Une semaine avant l’attentat du 6 avril, le Président rwandais avait
demandé au Président burundais de l’accompagner au Zaïre. Cette démarche
avait gêné M. Ahmedou Ould-Abdallah qui ne souhaitait pas que les
événements du Rwanda contaminent et déstabilisent le Burundi. Sachant que
les Tutsis du Burundi n’aimaient pas le Président rwandais, il avait
recommandé au Président burundais de ne pas emprunter le même avion. La
rumeur prétendait que le Président rwandais se sentant menacé se servait du
Président burundais pour se protéger. Le 6 avril, le même scénario s’est
reproduit, le Président Ntaryamira étant rentré d’Arusha dans l’avion du
Président rwandais.
Il a estimé que l’attentat avait été exécuté par des amis du Président
Habyarimana. En effet, en Afrique, lorsqu’un président voyage, il est de
tradition que les corps constitués soient présents à l’aéroport pour l’accueillir
à son retour. Or, ce jour-là, personne n’avait été invité pour cet accueil, ce
qui permet de penser que ceux qui d’habitude invitaient les corps constitués
savaient que l’avion n’arriverait jamais.
Le Président Paul Quilès a demandé à M. Ahmedou
Ould-Abdallah s’il avait eu d’autres occasions de constater l’absence des
corps constitués lors du retour d’un président.

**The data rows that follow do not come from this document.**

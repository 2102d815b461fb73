//! Column-major numeric table.
//!
//! After encoding, every dataset in the pipeline is one of these: named
//! numeric columns of equal length. Tables are immutable; row selection and
//! filtering produce new values, which keeps partitions and derived datasets
//! honest about never mutating their source.

use crate::error::AppError;

#[derive(Debug, Clone)]
pub struct DataTable {
    names: Vec<String>,
    columns: Vec<Vec<f64>>,
    n_rows: usize,
}

impl DataTable {
    /// Build a table from `(name, values)` pairs.
    ///
    /// Fails if names repeat or column lengths differ.
    pub fn from_columns(columns: Vec<(String, Vec<f64>)>) -> Result<Self, AppError> {
        let n_rows = columns.first().map(|(_, v)| v.len()).unwrap_or(0);

        let mut names = Vec::with_capacity(columns.len());
        let mut data = Vec::with_capacity(columns.len());
        for (name, values) in columns {
            if values.len() != n_rows {
                return Err(AppError::internal(format!(
                    "Column `{name}` has {} rows; expected {n_rows}.",
                    values.len()
                )));
            }
            if names.contains(&name) {
                return Err(AppError::internal(format!("Duplicate column name `{name}`.")));
            }
            names.push(name);
            data.push(values);
        }

        Ok(Self {
            names,
            columns: data,
            n_rows,
        })
    }

    pub fn n_rows(&self) -> usize {
        self.n_rows
    }

    pub fn n_cols(&self) -> usize {
        self.names.len()
    }

    pub fn column_names(&self) -> &[String] {
        &self.names
    }

    pub fn has_column(&self, name: &str) -> bool {
        self.names.iter().any(|n| n == name)
    }

    pub fn column(&self, name: &str) -> Option<&[f64]> {
        let idx = self.names.iter().position(|n| n == name)?;
        Some(&self.columns[idx])
    }

    /// Resolve several columns at once, failing with a `SchemaMismatch` error
    /// naming the first missing column. Never substitutes a default.
    pub fn columns_for(&self, names: &[String]) -> Result<Vec<&[f64]>, AppError> {
        names
            .iter()
            .map(|name| {
                self.column(name).ok_or_else(|| {
                    AppError::schema_mismatch(format!("Required column `{name}` is absent."))
                })
            })
            .collect()
    }

    /// New table containing the given rows, in the given order.
    pub fn select_rows(&self, rows: &[usize]) -> Result<DataTable, AppError> {
        if let Some(&bad) = rows.iter().find(|&&r| r >= self.n_rows) {
            return Err(AppError::internal(format!(
                "Row index {bad} out of range (table has {} rows).",
                self.n_rows
            )));
        }

        let columns = self
            .columns
            .iter()
            .map(|col| rows.iter().map(|&r| col[r]).collect())
            .collect();

        Ok(DataTable {
            names: self.names.clone(),
            columns,
            n_rows: rows.len(),
        })
    }
}

#[cfg(test)]
mod tests {
    use super::*;

    fn small_table() -> DataTable {
        DataTable::from_columns(vec![
            ("a".to_string(), vec![1.0, 2.0, 3.0]),
            ("b".to_string(), vec![4.0, 5.0, 6.0]),
        ])
        .unwrap()
    }

    #[test]
    fn lookup_by_name() {
        let t = small_table();
        assert_eq!(t.n_rows(), 3);
        assert_eq!(t.column("b").unwrap(), &[4.0, 5.0, 6.0]);
        assert!(t.column("c").is_none());
    }

    #[test]
    fn select_rows_copies_in_order() {
        let t = small_table();
        let s = t.select_rows(&[2, 0]).unwrap();
        assert_eq!(s.n_rows(), 2);
        assert_eq!(s.column("a").unwrap(), &[3.0, 1.0]);
        // The source is untouched.
        assert_eq!(t.column("a").unwrap(), &[1.0, 2.0, 3.0]);
    }

    #[test]
    fn select_rows_rejects_out_of_range() {
        let t = small_table();
        assert!(t.select_rows(&[0, 3]).is_err());
    }

    #[test]
    fn duplicate_names_rejected() {
        let r = DataTable::from_columns(vec![
            ("a".to_string(), vec![1.0]),
            ("a".to_string(), vec![2.0]),
        ]);
        assert!(r.is_err());
    }

    #[test]
    fn ragged_columns_rejected() {
        let r = DataTable::from_columns(vec![
            ("a".to_string(), vec![1.0, 2.0]),
            ("b".to_string(), vec![3.0]),
        ]);
        assert!(r.is_err());
    }

    #[test]
    fn columns_for_reports_missing() {
        let t = small_table();
        let err = t
            .columns_for(&["a".to_string(), "zz".to_string()])
            .unwrap_err();
        assert!(err.to_string().contains("zz"));
    }
}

M. Ahmedou Ould-Abdallah a répondu par la négative soulignant
qu’une telle situation avait pu se produire ailleurs, mais a insisté sur cette
entorse à une pratique institutionnalisée. Il a considéré que le fait que le
Président ait été accompagné de son chef d’état-major n’avait pas de
signification particulière, dans la mesure où les chefs d’éta-tmajor n’avaient
en fait pas de pouvoir et ne pouvaient pas, par conséquent, servir de
protection.
Il a précisé qu’il avait proposé au gouvernement burundais de
demander la création d’une commission d’enquête. Il s’agissait d’une
demande de principe car, l’ONU n’avait pas les moyens de mener une
enquête, et il ne s’agissait pas d’une priorité. Il convenait d’abord de
retrouver le corps du Président -et ceux des deux ministres qui
l’accompagnaient- afin de l’enterrer officiellement pour mettre fin aux
rumeurs et stabiliser la situation dans le pays.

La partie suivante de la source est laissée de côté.